A proxy service to mediate access to Chrome that is run in headless mode, for use in high-frequency application load testing, end-user behaviour simulations and programmatic access to Chrome Devtools.
Enables automatic initialisation of the underlying chrome browser pages upon the request for a connection, as well as closing the page once the WebSocket connection is closed.
This project was born out of necessity, as we needed to orchestrate a large number of concurrent browser scenario executions, with low-level control and advanced introspection capabilities.
Elixir: 1.8+ OTP: 21.3+
See .travis.yml
for complete list of supported versions.
erlexec
Cowboy is a major dependency of Phoenix, as such here is a little notice as to which versions of cowboy are hard dependencies of Chroxy. This notice will be removed at version 1.0 of Chroxy.
Cowboy 1.x
<= version 0.5.1
Cowboy 2.x
> version 0.6.0
Cowboy 2.8+
> version 0.7.0
The objective of this project is to enable connections to headless chrome
instances with minimal overhead and abstractions.
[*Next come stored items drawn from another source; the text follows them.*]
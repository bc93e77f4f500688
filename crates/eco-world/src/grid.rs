//! Spatial grid partitioning the continuous world into cells.
//!
//! Cells only hold ids; the entity and plant arenas stay authoritative and the
//! per-cell lists are cleared and repopulated every tick.

use eco_core::{BiomeType, EntityId, Error, EventId, GridCoord, PlantId, Position, Result, WorldConfig};
use serde::{Deserialize, Serialize};
use std::collections::BTreeMap;

/// Soil state of a cell, derived from the topology when the world is built
#[derive(Debug, Clone, Copy, Default, PartialEq, Serialize, Deserialize)]
pub struct SoilAttributes {
    /// Plant regrowth multiplier, [0,1]
    pub fertility: f64,
    /// [0,1]
    pub moisture: f64,
}

#[derive(Debug, Clone, Serialize, Deserialize)]
pub struct GridCell {
    pub biome: BiomeType,
    pub entities: Vec<EntityId>,
    pub plants: Vec<PlantId>,
    pub active_event: Option<EventId>,
    pub soil: SoilAttributes,
}

impl GridCell {
    fn new() -> Self {
        Self {
            biome: BiomeType::Plains,
            entities: Vec::new(),
            plants: Vec::new(),
            active_event: None,
            soil: SoilAttributes::default(),
        }
    }

    pub fn is_empty(&self) -> bool {
        self.entities.is_empty() && self.plants.is_empty()
    }
}

/// Fixed W x H partition of a rectangular world
#[derive(Debug, Clone, Serialize, Deserialize)]
pub struct SpatialGrid {
    width: usize,
    height: usize,
    world_width: f64,
    world_height: f64,
    cells: Vec<GridCell>,
}

impl SpatialGrid {
    pub fn new(config: &WorldConfig) -> Result<Self> {
        config.validate()?;
        Ok(Self {
            width: config.grid_width,
            height: config.grid_height,
            world_width: config.world_width,
            world_height: config.world_height,
            cells: vec![GridCell::new(); config.grid_width * config.grid_height],
        })
    }

    pub fn width(&self) -> usize {
        self.width
    }

    pub fn height(&self) -> usize {
        self.height
    }

    pub fn world_width(&self) -> f64 {
        self.world_width
    }

    pub fn world_height(&self) -> f64 {
        self.world_height
    }

    /// Empty every cell's entity and plant list, keeping their allocations
    pub fn clear(&mut self) {
        for cell in &mut self.cells {
            cell.entities.clear();
            cell.plants.clear();
        }
    }

    /// Map a continuous position to its cell, clamping to the grid edges
    pub fn coord_for(&self, pos: Position) -> GridCoord {
        GridCoord::new(
            clamp_axis(pos.x, self.world_width, self.width),
            clamp_axis(pos.y, self.world_height, self.height),
        )
    }

    /// Position expressed in fractional cell units
    pub fn to_cell_space(&self, pos: Position) -> (f64, f64) {
        (
            pos.x / self.world_width * self.width as f64,
            pos.y / self.world_height * self.height as f64,
        )
    }

    /// Centre of a cell in world units
    pub fn cell_center(&self, coord: GridCoord) -> Position {
        Position::new(
            (coord.x as f64 + 0.5) * self.world_width / self.width as f64,
            (coord.y as f64 + 0.5) * self.world_height / self.height as f64,
        )
    }

    pub fn place_entity(&mut self, id: EntityId, pos: Position) -> GridCoord {
        let coord = self.coord_for(pos);
        let index = self.index(coord);
        self.cells[index].entities.push(id);
        coord
    }

    pub fn place_plant(&mut self, id: PlantId, pos: Position) -> GridCoord {
        let coord = self.coord_for(pos);
        let index = self.index(coord);
        self.cells[index].plants.push(id);
        coord
    }

    /// Look up a cell; coordinates outside the grid are rejected
    pub fn cell_at(&self, x: usize, y: usize) -> Result<&GridCell> {
        self.check_bounds(x, y)?;
        Ok(&self.cells[y * self.width + x])
    }

    pub fn cell_at_mut(&mut self, x: usize, y: usize) -> Result<&mut GridCell> {
        self.check_bounds(x, y)?;
        let width = self.width;
        Ok(&mut self.cells[y * width + x])
    }

    /// Cell containing a continuous position
    pub fn cell_for(&self, pos: Position) -> &GridCell {
        &self.cells[self.index(self.coord_for(pos))]
    }

    pub(crate) fn cell(&self, coord: GridCoord) -> &GridCell {
        &self.cells[self.index(coord)]
    }

    pub(crate) fn cell_mut(&mut self, coord: GridCoord) -> &mut GridCell {
        let index = self.index(coord);
        &mut self.cells[index]
    }

    pub fn biome_at(&self, coord: GridCoord) -> BiomeType {
        self.cell(coord).biome
    }

    /// Replace a cell's biome, returning the previous one
    pub fn set_biome(&mut self, coord: GridCoord, biome: BiomeType) -> BiomeType {
        std::mem::replace(&mut self.cell_mut(coord).biome, biome)
    }

    /// In-grid cells of the square neighbourhood, excluding the centre
    pub fn neighbors(&self, coord: GridCoord, radius: i32) -> Vec<GridCoord> {
        let mut neighbors = Vec::new();

        for dy in -radius..=radius {
            for dx in -radius..=radius {
                if dx == 0 && dy == 0 {
                    continue;
                }
                if let Some(neighbor) = coord.checked_offset(dx, dy, self.width, self.height) {
                    neighbors.push(neighbor);
                }
            }
        }

        neighbors
    }

    /// Cells whose centre lies within `radius` cells of a cell-space point
    pub fn cells_within(&self, center: (f64, f64), radius: f64) -> Vec<GridCoord> {
        let mut cells = Vec::new();
        if !(center.0.is_finite() && center.1.is_finite()) || radius < 0.0 {
            return cells;
        }

        let min_x = (center.0 - radius - 0.5).floor().max(0.0) as usize;
        let min_y = (center.1 - radius - 0.5).floor().max(0.0) as usize;
        let max_x = ((center.0 + radius).ceil().max(0.0) as usize).min(self.width - 1);
        let max_y = ((center.1 + radius).ceil().max(0.0) as usize).min(self.height - 1);

        for y in min_y..=max_y {
            for x in min_x..=max_x {
                let dx = x as f64 + 0.5 - center.0;
                let dy = y as f64 + 0.5 - center.1;
                if (dx * dx + dy * dy).sqrt() <= radius {
                    cells.push(GridCoord::new(x, y));
                }
            }
        }

        cells
    }

    /// Ids of entities in the cell and the ring of cells around it
    pub fn entities_near(&self, coord: GridCoord, radius: i32) -> impl Iterator<Item = EntityId> + '_ {
        let mut coords = self.neighbors(coord, radius);
        coords.push(coord);
        coords
            .into_iter()
            .flat_map(move |c| self.cell(c).entities.iter().copied())
    }

    pub fn clear_events(&mut self) {
        for cell in &mut self.cells {
            cell.active_event = None;
        }
    }

    pub fn mark_event(&mut self, coord: GridCoord, id: EventId) {
        self.cell_mut(coord).active_event = Some(id);
    }

    pub fn index_to_coord(&self, index: usize) -> GridCoord {
        GridCoord::new(index % self.width, index / self.width)
    }

    /// Iterator over all coordinates in row-major order
    pub fn coords(&self) -> impl Iterator<Item = GridCoord> + '_ {
        (0..self.cells.len()).map(move |i| self.index_to_coord(i))
    }

    /// Iterator over all cells with their coordinates
    pub fn iter(&self) -> impl Iterator<Item = (GridCoord, &GridCell)> + '_ {
        self.cells
            .iter()
            .enumerate()
            .map(move |(i, cell)| (self.index_to_coord(i), cell))
    }

    pub fn biomes(&self) -> Vec<BiomeType> {
        self.cells.iter().map(|cell| cell.biome).collect()
    }

    pub fn biome_counts(&self) -> BTreeMap<BiomeType, usize> {
        let mut counts = BTreeMap::new();
        for cell in &self.cells {
            *counts.entry(cell.biome).or_insert(0) += 1;
        }
        counts
    }

    fn check_bounds(&self, x: usize, y: usize) -> Result<()> {
        if x >= self.width || y >= self.height {
            return Err(Error::OutOfBounds {
                x,
                y,
                width: self.width,
                height: self.height,
            });
        }
        Ok(())
    }

    fn index(&self, coord: GridCoord) -> usize {
        debug_assert!(coord.x < self.width && coord.y < self.height);
        coord.y * self.width + coord.x
    }
}

/// `clamp(floor(v / extent * cells), 0, cells - 1)`
fn clamp_axis(value: f64, extent: f64, cells: usize) -> usize {
    let scaled = (value / extent * cells as f64).floor();
    if scaled.is_nan() || scaled < 0.0 {
        0
    } else {
        (scaled as usize).min(cells - 1)
    }
}

#[cfg(test)]
mod tests {
    use super::*;
    use proptest::prelude::*;

    fn grid(width: usize, height: usize, world: f64) -> SpatialGrid {
        SpatialGrid::new(&WorldConfig {
            grid_width: width,
            grid_height: height,
            world_width: world,
            world_height: world,
        })
        .unwrap()
    }

    #[test]
    fn test_grid_creation() {
        let grid = grid(10, 8, 100.0);
        assert_eq!(grid.width(), 10);
        assert_eq!(grid.height(), 8);
        assert_eq!(grid.cells.len(), 80);
    }

    #[test]
    fn test_zero_dimensions_rejected() {
        let config = WorldConfig {
            grid_width: 0,
            ..Default::default()
        };
        assert!(SpatialGrid::new(&config).is_err());
    }

    #[test]
    fn test_boundary_positions_clamp() {
        let grid = grid(10, 10, 100.0);
        assert_eq!(grid.coord_for(Position::new(100.0, 100.0)), GridCoord::new(9, 9));
        assert_eq!(grid.coord_for(Position::new(-0.001, 5.0)), GridCoord::new(0, 0));
        assert_eq!(grid.coord_for(Position::new(55.0, 19.9)), GridCoord::new(5, 1));
        assert_eq!(grid.coord_for(Position::new(f64::NAN, 1e12)), GridCoord::new(0, 9));
    }

    #[test]
    fn test_out_of_range_lookup_rejected() {
        let grid = grid(10, 10, 100.0);
        assert!(grid.cell_at(9, 9).is_ok());
        assert!(matches!(
            grid.cell_at(10, 0),
            Err(Error::OutOfBounds { x: 10, y: 0, .. })
        ));
        assert!(grid.cell_at(0, 10).is_err());
    }

    #[test]
    fn test_place_and_clear() {
        let mut grid = grid(10, 10, 100.0);
        let coord = grid.place_entity(EntityId(1), Position::new(12.0, 34.0));
        grid.place_entity(EntityId(2), Position::new(13.0, 35.0));
        grid.place_plant(PlantId(7), Position::new(12.0, 34.0));

        let cell = grid.cell_at(coord.x, coord.y).unwrap();
        assert_eq!(cell.entities, vec![EntityId(1), EntityId(2)]);
        assert_eq!(cell.plants, vec![PlantId(7)]);

        grid.set_biome(coord, BiomeType::Forest);
        grid.clear();
        let cell = grid.cell_at(coord.x, coord.y).unwrap();
        assert!(cell.is_empty());
        assert_eq!(cell.biome, BiomeType::Forest);
    }

    #[test]
    fn test_neighbors() {
        let grid = grid(10, 10, 100.0);
        assert_eq!(grid.neighbors(GridCoord::new(5, 5), 1).len(), 8);
        assert_eq!(grid.neighbors(GridCoord::new(0, 0), 1).len(), 3);
        assert_eq!(grid.neighbors(GridCoord::new(9, 5), 1).len(), 5);
    }

    #[test]
    fn test_cells_within() {
        let grid = grid(20, 20, 20.0);
        let cells = grid.cells_within((10.0, 10.0), 2.0);
        assert!(cells.contains(&GridCoord::new(10, 10)));
        assert!(cells.contains(&GridCoord::new(9, 9)));
        assert!(!cells.contains(&GridCoord::new(12, 12)));
        for coord in &cells {
            let center = grid.cell_center(*coord);
            assert!(((center.x - 10.0).powi(2) + (center.y - 10.0).powi(2)).sqrt() <= 2.0);
        }

        let corner = grid.cells_within((0.0, 0.0), 1.0);
        assert_eq!(corner, vec![GridCoord::new(0, 0)]);
    }

    #[test]
    fn test_entities_near() {
        let mut grid = grid(10, 10, 10.0);
        grid.place_entity(EntityId(1), Position::new(5.5, 5.5));
        grid.place_entity(EntityId(2), Position::new(6.5, 5.5));
        grid.place_entity(EntityId(3), Position::new(9.5, 9.5));

        let mut near: Vec<_> = grid.entities_near(GridCoord::new(5, 5), 1).collect();
        near.sort();
        assert_eq!(near, vec![EntityId(1), EntityId(2)]);
    }

    proptest! {
        #[test]
        fn test_mapping_formula(x in -50.0f64..150.0, y in -50.0f64..150.0) {
            let grid = grid(16, 9, 100.0);
            let coord = grid.coord_for(Position::new(x, y));
            let expected_x = ((x / 100.0 * 16.0).floor()).clamp(0.0, 15.0) as usize;
            let expected_y = ((y / 100.0 * 9.0).floor()).clamp(0.0, 8.0) as usize;
            prop_assert_eq!(coord, GridCoord::new(expected_x, expected_y));
        }
    }
}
Unlike browser testing
frameworks such as Hound
and Wallaby
, Chroxy aims to provide direct
unfettered access to the underlying browser using the Chrome Debug
protocol whilst
enabling many 1000s of concurrent connections channelling these to an underlying
chrome browser resource pool.
Chroxy uses Elixir processes and OTP supervision to manage the chrome instances, as well as including a transparent proxy to facilitate automatic initialisation and termination of the underlying chrome page based on the upstream connection lifetime.
Get dependencies and compile:
$ mix do deps.get, compile
Run the Chroxy Server:
$ mix run --no-halt
Run with an attached session:
$ iex -S mix
Run Docker image
Note: Chrome required a bump in shared memory allocation when running within docker in order to function in a stable manner.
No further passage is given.